We define bio-plastic cups as cups made from processing corn, bamboo or sugar cane. In theory, this solution seems the best because it offers an eco-compatible solution, similar to the traditional solution. The production and use of bio-plastics are more advantageous compared to conventional plastics, both from the point of view of energy requirements as well as from the point of view of greenhouse gas emissions. Nevertheless, this solution greatly impacts on the environment due to the use of fertilisers and chemical substances in the cultivation of the necessary renewable raw materials, as well as the use of land and water. Add to this the environmental impact in transporting the biomasses required in its production.

 Overall, biodegradable plastic (usually PLA) obtained from corn or sugar cane is 100 % compostable and can be completely disposed of without any residual waste. In reality, for this process to happen particular environmental conditions must be present. Realistically, if we throw a PLA cup into landfill we don’t recover anything: PLA must be disposed of in composting plants. The temperatures reached in domestic composting systems are insufficient to achieve decomposition. Furthermore, neither the consumer nor the recycling plants can readily differentiate between PLA and traditional plastic. This creates a problem, because if PLA enters into the PET recycling process, it can cause material contamination which can significantly reduce the recycling output. Finally, the mass use of these plastics encourages the spread of monoculture crops, dangerous for biodiversity and for the economic sustainability of the land, in addition to impacting directly on the cost of the raw materials used in food products.

Bio-plastics, therefore, can be an alternative material, but currently they seem to be ecologically unsustainable (if you consider that to grow 1 kg of corn to produce 22 to 28 bottles, 250 L of water is required) for disposable products which typically have very short life spans.

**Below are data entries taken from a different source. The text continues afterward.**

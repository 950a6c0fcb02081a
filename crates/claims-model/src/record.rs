//! Raw patient-service record.

use serde::{Deserialize, Serialize};

use crate::catalog::FieldId;

/// Number of fields in a record.
pub const FIELD_COUNT: usize = 5;

/// One extracted row of raw field values.
///
/// Fields are kept exactly as extracted; absent cells are `None`. Nothing is
/// parsed until validation and a record never changes after construction.
#[derive(Debug, Clone, PartialEq, Eq, Hash, Serialize, Deserialize)]
#[serde(rename_all = "camelCase")]
pub struct Record {
    patient_id: Option<String>,
    health_card_number: Option<String>,
    version_code: Option<String>,
    date_of_birth: Option<String>,
    service_date: Option<String>,
}

impl Record {
    pub fn new(
        patient_id: Option<String>,
        health_card_number: Option<String>,
        version_code: Option<String>,
        date_of_birth: Option<String>,
        service_date: Option<String>,
    ) -> Self {
        Self {
            patient_id,
            health_card_number,
            version_code,
            date_of_birth,
            service_date,
        }
    }

    /// Build a record from cell text in column order. Empty cells become absent.
    pub fn from_cells(cells: [&str; FIELD_COUNT]) -> Self {
        let [patient_id, health_card_number, version_code, date_of_birth, service_date] =
            cells.map(cell_value);
        Self::new(
            patient_id,
            health_card_number,
            version_code,
            date_of_birth,
            service_date,
        )
    }

    pub fn patient_id(&self) -> Option<&str> {
        self.patient_id.as_deref()
    }

    pub fn health_card_number(&self) -> Option<&str> {
        self.health_card_number.as_deref()
    }

    pub fn version_code(&self) -> Option<&str> {
        self.version_code.as_deref()
    }

    pub fn date_of_birth(&self) -> Option<&str> {
        self.date_of_birth.as_deref()
    }

    pub fn service_date(&self) -> Option<&str> {
        self.service_date.as_deref()
    }

    /// Value of a single field.
    pub fn get(&self, field: FieldId) -> Option<&str> {
        match field {
            FieldId::PatientId => self.patient_id(),
            FieldId::HealthCardNumber => self.health_card_number(),
            FieldId::VersionCode => self.version_code(),
            FieldId::DateOfBirth => self.date_of_birth(),
            FieldId::ServiceDate => self.service_date(),
        }
    }

    /// All values in column order (see [`FieldId::all`]).
    pub fn values(&self) -> [Option<&str>; FIELD_COUNT] {
        [
            self.patient_id(),
            self.health_card_number(),
            self.version_code(),
            self.date_of_birth(),
            self.service_date(),
        ]
    }
}

/// Convert an extracted cell into a field value.
pub fn cell_value(cell: &str) -> Option<String> {
    if cell.is_empty() {
        None
    } else {
        Some(cell.to_string())
    }
}
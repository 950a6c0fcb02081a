use std::fs;

use chrono::{NaiveDate, TimeZone, Utc};
use claims_model::Record;
use claims_report::{
    JSON_REPORT_FILE, ReportSummary, TEXT_REPORT_FILE, VALID_CSV_FILE, write_json_report,
    write_json_report_file, write_text_report, write_text_report_file, write_valid_csv_file,
};
use claims_validate::{BatchProcessor, BatchResult, Validator};
use tempfile::TempDir;

fn sample_batch() -> BatchResult {
    let today = NaiveDate::from_ymd_opt(2025, 6, 15).unwrap();
    BatchProcessor::new(Validator::new(today)).process(vec![
        Record::from_cells(["P1", "9876543217", "AB", "1980-01-01", "2025-05-01"]),
        Record::from_cells(["P2", "", "AB", "1980-01-01", "2025-05-01"]),
        Record::from_cells(["P3", "1234567897", "CD", "1975-03-03", "2025-07-01"]),
    ])
}

fn sample_summary(batch: &BatchResult) -> ReportSummary {
    let generated = Utc.with_ymd_and_hms(2025, 6, 15, 12, 0, 0).unwrap();
    ReportSummary::from_batch(batch, generated)
}

#[test]
fn summary_counts_and_percent() {
    let batch = sample_batch();
    let summary = sample_summary(&batch);

    assert_eq!(summary.summary.total_records_processed, 3);
    assert_eq!(summary.summary.valid_records, 1);
    assert_eq!(summary.summary.invalid_records, 2);
    let percent = summary.summary.percent_records_valid.unwrap();
    assert!((percent - 33.33).abs() < 0.01);
    assert_eq!(summary.percent_label(), "33.33%");
}

#[test]
fn json_report_uses_machine_keys() {
    let batch = sample_batch();
    let summary = sample_summary(&batch);
    let mut out = Vec::new();
    write_json_report(&summary, batch.invalid_records(), &mut out).unwrap();
    let json: serde_json::Value = serde_json::from_slice(&out).unwrap();

    assert_eq!(json["summary"]["timestamp"], "2025-06-15T12:00:00Z");
    assert_eq!(json["summary"]["totalRecordsProcessed"], 3);
    assert_eq!(json["summary"]["validRecords"], 1);
    assert_eq!(json["summary"]["invalidRecords"], 2);
    assert_eq!(json["validationIssues"]["missing"], 1);
    assert_eq!(json["validationIssues"]["range"], 1);
    assert_eq!(json["fieldsWithIssues"]["healthcardnumber"], 1);
    assert_eq!(json["fieldsWithIssues"]["servicedate"], 1);
    assert_eq!(json["invalidRecords"][0]["record"]["patientId"], "P2");
    assert_eq!(json["invalidRecords"][1]["errors"][0]["rule"], "range");
}

#[test]
fn json_report_marks_empty_run_percent_as_null() {
    let batch = BatchResult::new();
    let summary = sample_summary(&batch);
    let mut out = Vec::new();
    write_json_report(&summary, batch.invalid_records(), &mut out).unwrap();
    let json: serde_json::Value = serde_json::from_slice(&out).unwrap();

    assert_eq!(json["summary"]["totalRecordsProcessed"], 0);
    assert!(json["summary"]["percentRecordsValid"].is_null());
    assert_eq!(json["invalidRecords"].as_array().unwrap().len(), 0);
}

#[test]
fn text_report_layout() {
    let batch = sample_batch();
    let summary = sample_summary(&batch);
    let mut out = Vec::new();
    write_text_report(&summary, batch.invalid_records(), &mut out).unwrap();
    let text = String::from_utf8(out).unwrap();

    insta::assert_snapshot!("error_report_text", text);
}

#[test]
fn files_are_written_into_output_dir() {
    let dir = TempDir::new().unwrap();
    let out_dir = dir.path().join("nested").join("output");
    let batch = sample_batch();
    let summary = sample_summary(&batch);

    write_valid_csv_file(batch.valid_records(), &out_dir.join(VALID_CSV_FILE)).unwrap();
    write_text_report_file(&summary, batch.invalid_records(), &out_dir.join(TEXT_REPORT_FILE))
        .unwrap();
    write_json_report_file(&summary, batch.invalid_records(), &out_dir.join(JSON_REPORT_FILE))
        .unwrap();

    let csv = fs::read_to_string(out_dir.join(VALID_CSV_FILE)).unwrap();
    assert_eq!(csv.lines().count(), 2);
    assert!(csv.lines().nth(1).unwrap().starts_with("P1,"));

    let text = fs::read_to_string(out_dir.join(TEXT_REPORT_FILE)).unwrap();
    assert!(text.contains("Patient ID: P3"));

    assert!(out_dir.join(JSON_REPORT_FILE).exists());
    let leftovers: Vec<_> = fs::read_dir(&out_dir)
        .unwrap()
        .filter_map(Result::ok)
        .filter(|entry| entry.path().to_string_lossy().ends_with(".tmp"))
        .collect();
    assert!(leftovers.is_empty());
}
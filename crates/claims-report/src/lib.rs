//! Validation reports.
//!
//! [`ReportSummary`] aggregates a batch result; the writers render it (plus
//! the invalid records) as a text report, a JSON report, and a CSV of the
//! valid records.

pub mod csv_export;
pub mod error;
mod io;
pub mod json;
pub mod summary;
pub mod text;

pub use csv_export::{column_headings, write_valid_csv, write_valid_csv_file};
pub use error::{ReportError, Result};
pub use json::{write_json_report, write_json_report_file};
pub use summary::{ReportSummary, SummaryCounts, percent_valid};
pub use text::{write_text_report, write_text_report_file};

/// File name of the valid-record export.
pub const VALID_CSV_FILE: &str = "valid_records.csv";
/// File name of the text report.
pub const TEXT_REPORT_FILE: &str = "error_report.txt";
/// File name of the JSON report.
pub const JSON_REPORT_FILE: &str = "error_report.json";
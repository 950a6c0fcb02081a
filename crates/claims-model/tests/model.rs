use std::collections::BTreeSet;

use claims_model::{Check, FieldId, Record, RuleKind};

#[test]
fn check_codes_are_unique() {
    let codes: BTreeSet<&str> = Check::all().iter().map(Check::code).collect();
    assert_eq!(codes.len(), Check::all().len());
}

#[test]
fn check_messages_are_non_empty() {
    for check in Check::all() {
        assert!(!check.message().trim().is_empty(), "{check:?}");
    }
}

#[test]
fn validator_checks_never_use_ingestion_rule_kinds() {
    for check in Check::all() {
        assert!(!matches!(check.rule(), RuleKind::Type | RuleKind::Structure));
        assert_ne!(check.field(), FieldId::PatientId);
    }
}

#[test]
fn missing_checks_are_classified_as_missing() {
    for check in [
        Check::HealthCardMissing,
        Check::VersionCodeMissing,
        Check::DateOfBirthMissing,
        Check::ServiceDateMissing,
    ] {
        assert_eq!(check.rule(), RuleKind::Missing);
    }
}

#[test]
fn record_values_follow_column_order() {
    let record = Record::from_cells(["P7", "1234567897", "", "1990-05-05", "2024-02-02"]);
    assert_eq!(
        record.values(),
        [
            Some("P7"),
            Some("1234567897"),
            None,
            Some("1990-05-05"),
            Some("2024-02-02"),
        ]
    );
    for (field, value) in FieldId::all().iter().zip(record.values()) {
        assert_eq!(record.get(*field), value);
    }
}
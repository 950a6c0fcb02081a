//! JSON report.

use std::io::{self, Write};
use std::path::Path;

use claims_validate::InvalidRecord;
use serde::Serialize;

use crate::error::Result;
use crate::io::write_atomic;
use crate::summary::ReportSummary;

#[derive(Serialize)]
#[serde(rename_all = "camelCase")]
struct JsonReport<'a> {
    #[serde(flatten)]
    summary: &'a ReportSummary,
    invalid_records: &'a [InvalidRecord],
}

/// Write the summary object plus an `invalidRecords` array, pretty-printed.
pub fn write_json_report<W: Write>(
    summary: &ReportSummary,
    invalid_records: &[InvalidRecord],
    mut out: W,
) -> io::Result<()> {
    let report = JsonReport {
        summary,
        invalid_records,
    };
    serde_json::to_writer_pretty(&mut out, &report)?;
    writeln!(out)
}

pub fn write_json_report_file(
    summary: &ReportSummary,
    invalid_records: &[InvalidRecord],
    path: &Path,
) -> Result<()> {
    write_atomic(path, |out| write_json_report(summary, invalid_records, out))?;
    tracing::info!(path = %path.display(), "wrote json report");
    Ok(())
}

All plastics are not the same

The raw material used in the production of plastics is still crude oil. However, the plastic derived from this can contaminate the environment to a small or great extent depending on the amount of energy spent, on the production of CO2, as well as on the recycling potential, in addition to the hazardous nature of the substances released during its life-cycle. After biopolymers, polypropylene (PP) is considered one of the most eco-friendly plastic glass.

Polypropylene (PP): an eco-friendly plastic containers

Raw materials such as ethylene and propylene, considered relatively unharmful for the environment, are used to produce polypropylene (PP). Polypropylene, moreover, is completely devoid of chemical additives, for example plasticisers. Producing polypropylene (PP) cups is simple, energy-efficient and has a low impact in terms of carbon dioxide emissions. Furthermore, production residues can be re-processed, thereby minimising waste production.